RECORDS FOR THE TASK START

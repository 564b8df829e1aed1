//! Race outcomes and the single-delivery sink.

use std::sync::atomic::{AtomicBool, Ordering};
use std::sync::Arc;
use std::time::Duration;

use tokio::sync::mpsc;

use crate::error::VerifyError;
use crate::watcher::{Expectation, WatchSpec};

/// Message carried by an outcome produced by a deadline.
pub const TIMEOUT_MESSAGE: &str = "timeout";

/// Terminal result of a verification.
#[derive(Debug, Clone, PartialEq, Eq)]
pub struct Outcome {
    pub is_error: bool,

    /// Matched notification text verbatim, or [`TIMEOUT_MESSAGE`].
    pub message: String,

    /// Pattern that matched; `None` for timeouts.
    pub pattern: Option<String>,
}

impl Outcome {
    /// Outcome for a notification matching `spec`.
    pub fn matched(spec: &WatchSpec, text: impl Into<String>) -> Self {
        Self {
            is_error: spec.expectation == Expectation::Failure,
            message: text.into(),
            pattern: Some(spec.pattern.clone()),
        }
    }

    pub fn timeout() -> Self {
        Self {
            is_error: true,
            message: TIMEOUT_MESSAGE.to_string(),
            pattern: None,
        }
    }

    pub fn is_timeout(&self) -> bool {
        self.pattern.is_none() && self.message == TIMEOUT_MESSAGE
    }

    /// Convert into a `Result`, yielding the notification text on success.
    pub fn into_result(self, action: &str, timeout: Duration) -> Result<String, VerifyError> {
        if !self.is_error {
            return Ok(self.message);
        }
        if self.is_timeout() {
            return Err(VerifyError::Timeout {
                action: action.to_string(),
                timeout,
            });
        }
        Err(VerifyError::Failed {
            action: action.to_string(),
            message: self.message,
        })
    }
}

/// Single-delivery slot shared by the participants of one race.
///
/// The first [`deliver`](Self::deliver) wins; every later call is dropped
/// without error.
#[derive(Debug, Clone)]
pub struct OutcomeSink {
    claimed: Arc<AtomicBool>,
    tx: mpsc::UnboundedSender<Outcome>,
}

/// Receiving half of an [`OutcomeSink`].
#[derive(Debug)]
pub struct OutcomeReceiver {
    rx: mpsc::UnboundedReceiver<Outcome>,
}

impl OutcomeSink {
    pub fn channel() -> (Self, OutcomeReceiver) {
        let (tx, rx) = mpsc::unbounded_channel();
        let sink = Self {
            claimed: Arc::new(AtomicBool::new(false)),
            tx,
        };
        (sink, OutcomeReceiver { rx })
    }

    /// Attempt delivery. Returns true only for the winning writer.
    pub fn deliver(&self, outcome: Outcome) -> bool {
        if self
            .claimed
            .compare_exchange(false, true, Ordering::AcqRel, Ordering::Acquire)
            .is_err()
        {
            return false;
        }
        self.tx.send(outcome).is_ok()
    }

    pub fn is_resolved(&self) -> bool {
        self.claimed.load(Ordering::Acquire)
    }
}

impl OutcomeReceiver {
    /// Wait for the delivered outcome.
    ///
    /// Returns `None` only if every sink was dropped without delivering.
    pub async fn recv(&mut self) -> Option<Outcome> {
        self.rx.recv().await
    }
}

#[cfg(test)]
mod tests {
    use chrono::Utc;

    use super::*;

    #[test]
    fn test_matched_outcome_follows_expectation() {
        let now = Utc::now();
        let ok = WatchSpec::success("added", now);
        let failed = WatchSpec::failure("add failed", now);

        let outcome = Outcome::matched(&ok, "node 12 added");
        assert!(!outcome.is_error);
        assert_eq!(outcome.pattern.as_deref(), Some("added"));

        let outcome = Outcome::matched(&failed, "node 12 add failed");
        assert!(outcome.is_error);
        assert!(!outcome.is_timeout());
    }

    #[test]
    fn test_into_result() {
        let timeout = Duration::from_secs(5);
        let now = Utc::now();

        let ok = Outcome::matched(&WatchSpec::success("OK", now), "OK-node-12");
        assert_eq!(ok.into_result("nodeAdd", timeout).unwrap(), "OK-node-12");

        let err = Outcome::timeout().into_result("nodeAdd", timeout).unwrap_err();
        assert_eq!(
            err,
            VerifyError::Timeout {
                action: "nodeAdd".to_string(),
                timeout
            }
        );

        let failed = Outcome::matched(&WatchSpec::failure("FAIL", now), "FAIL-node-12");
        let err = failed.into_result("nodeAdd", timeout).unwrap_err();
        assert!(matches!(err, VerifyError::Failed { message, .. } if message == "FAIL-node-12"));
    }

    #[tokio::test]
    async fn test_first_delivery_wins() {
        let (sink, mut rx) = OutcomeSink::channel();
        let now = Utc::now();

        assert!(!sink.is_resolved());
        assert!(sink.deliver(Outcome::matched(&WatchSpec::success("OK", now), "OK")));
        assert!(!sink.clone().deliver(Outcome::timeout()));
        assert!(sink.is_resolved());

        let outcome = rx.recv().await.unwrap();
        assert_eq!(outcome.message, "OK");

        drop(sink);
        assert!(rx.recv().await.is_none(), "no second outcome may be observed");
    }

    #[tokio::test]
    async fn test_concurrent_writers_deliver_once() {
        let (sink, mut rx) = OutcomeSink::channel();

        let handles: Vec<_> = (0..32)
            .map(|_| {
                let sink = sink.clone();
                tokio::spawn(async move { sink.deliver(Outcome::timeout()) })
            })
            .collect();
        drop(sink);

        let mut winners = 0;
        for handle in handles {
            if handle.await.unwrap() {
                winners += 1;
            }
        }
        assert_eq!(winners, 1);
        assert!(rx.recv().await.is_some());
        assert!(rx.recv().await.is_none());
    }
}
//! Test doubles for notification-driven verification.
//!
//! [`ScriptedPoller`] replays a fixed script of notifications against
//! tokio's clock, so tests run with `#[tokio::test(start_paused = true)]`
//! and finish instantly while still exercising real deadlines.

use std::sync::atomic::{AtomicUsize, Ordering};
use std::time::Duration;

use async_trait::async_trait;
use chrono::{DateTime, TimeDelta, Utc};
use pcc_verify::{Notification, NotificationPoller};
use tokio::time::Instant;

#[derive(Debug, Clone)]
struct Scripted {
    /// Offset from the poller's creation at which the event becomes visible.
    visible_at: Duration,
    notification: Notification,
}

/// Notification poller replaying a script on tokio time.
#[derive(Debug)]
pub struct ScriptedPoller {
    origin: Instant,
    base: DateTime<Utc>,
    script: Vec<Scripted>,
    fail_until: Duration,
    latency: Duration,
    calls: AtomicUsize,
}

impl ScriptedPoller {
    /// Create a poller whose simulated wall clock starts at `base`.
    pub fn new(base: DateTime<Utc>) -> Self {
        Self {
            origin: Instant::now(),
            base,
            script: Vec::new(),
            fail_until: Duration::ZERO,
            latency: Duration::ZERO,
            calls: AtomicUsize::new(0),
        }
    }

    /// Emit `text` at `base + at`.
    pub fn emit(self, at: Duration, text: impl Into<String>) -> Self {
        let timestamp = self.base + to_delta(at);
        self.push(at, Notification::new(text, timestamp))
    }

    /// Emit `text` about node `target` at `base + at`.
    pub fn emit_for(self, at: Duration, target: u64, text: impl Into<String>) -> Self {
        let timestamp = self.base + to_delta(at);
        self.push(at, Notification::new(text, timestamp).with_target(target))
    }

    /// A notification stamped `age` before `base`, visible from the start.
    pub fn preexisting(self, age: Duration, text: impl Into<String>) -> Self {
        let timestamp = self.base - to_delta(age);
        self.push(Duration::ZERO, Notification::new(text, timestamp))
    }

    /// Fail every poll issued before `until`.
    pub fn fail_until(mut self, until: Duration) -> Self {
        self.fail_until = until;
        self
    }

    /// Delay every poll by `latency`.
    pub fn latency(mut self, latency: Duration) -> Self {
        self.latency = latency;
        self
    }

    pub fn base(&self) -> DateTime<Utc> {
        self.base
    }

    /// Number of polls issued so far.
    pub fn calls(&self) -> usize {
        self.calls.load(Ordering::SeqCst)
    }

    fn push(mut self, visible_at: Duration, notification: Notification) -> Self {
        self.script.push(Scripted {
            visible_at,
            notification,
        });
        self
    }
}

fn to_delta(duration: Duration) -> TimeDelta {
    TimeDelta::from_std(duration).unwrap_or(TimeDelta::MAX)
}

#[async_trait]
impl NotificationPoller for ScriptedPoller {
    type Error = String;

    async fn poll_notifications(
        &self,
        since: DateTime<Utc>,
    ) -> Result<Vec<Notification>, Self::Error> {
        self.calls.fetch_add(1, Ordering::SeqCst);
        if !self.latency.is_zero() {
            tokio::time::sleep(self.latency).await;
        }

        let elapsed = self.origin.elapsed();
        if elapsed < self.fail_until {
            return Err(format!("connection refused at {elapsed:?}"));
        }

        Ok(self
            .script
            .iter()
            .filter(|s| s.visible_at <= elapsed && s.notification.timestamp >= since)
            .map(|s| s.notification.clone())
            .collect())
    }
}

RECORDS FOR THE TASK END

## TASK REQUIREMENTS
Will you return exactly the lines above from the one with "let handles: Vec<_> = (0..32)" down to the one with "of notifications against", counting both as part of the range?

## YOUR RESPONSE
        let handles: Vec<_> = (0..32)
            .map(|_| {
                let sink = sink.clone();
                tokio::spawn(async move { sink.deliver(Outcome::timeout()) })
            })
            .collect();
        drop(sink);

        let mut winners = 0;
        for handle in handles {
            if handle.await.unwrap() {
                winners += 1;
            }
        }
        assert_eq!(winners, 1);
        assert!(rx.recv().await.is_some());
        assert!(rx.recv().await.is_none());
    }
}
//! Test doubles for notification-driven verification.
//!
//! [`ScriptedPoller`] replays a fixed script of notifications against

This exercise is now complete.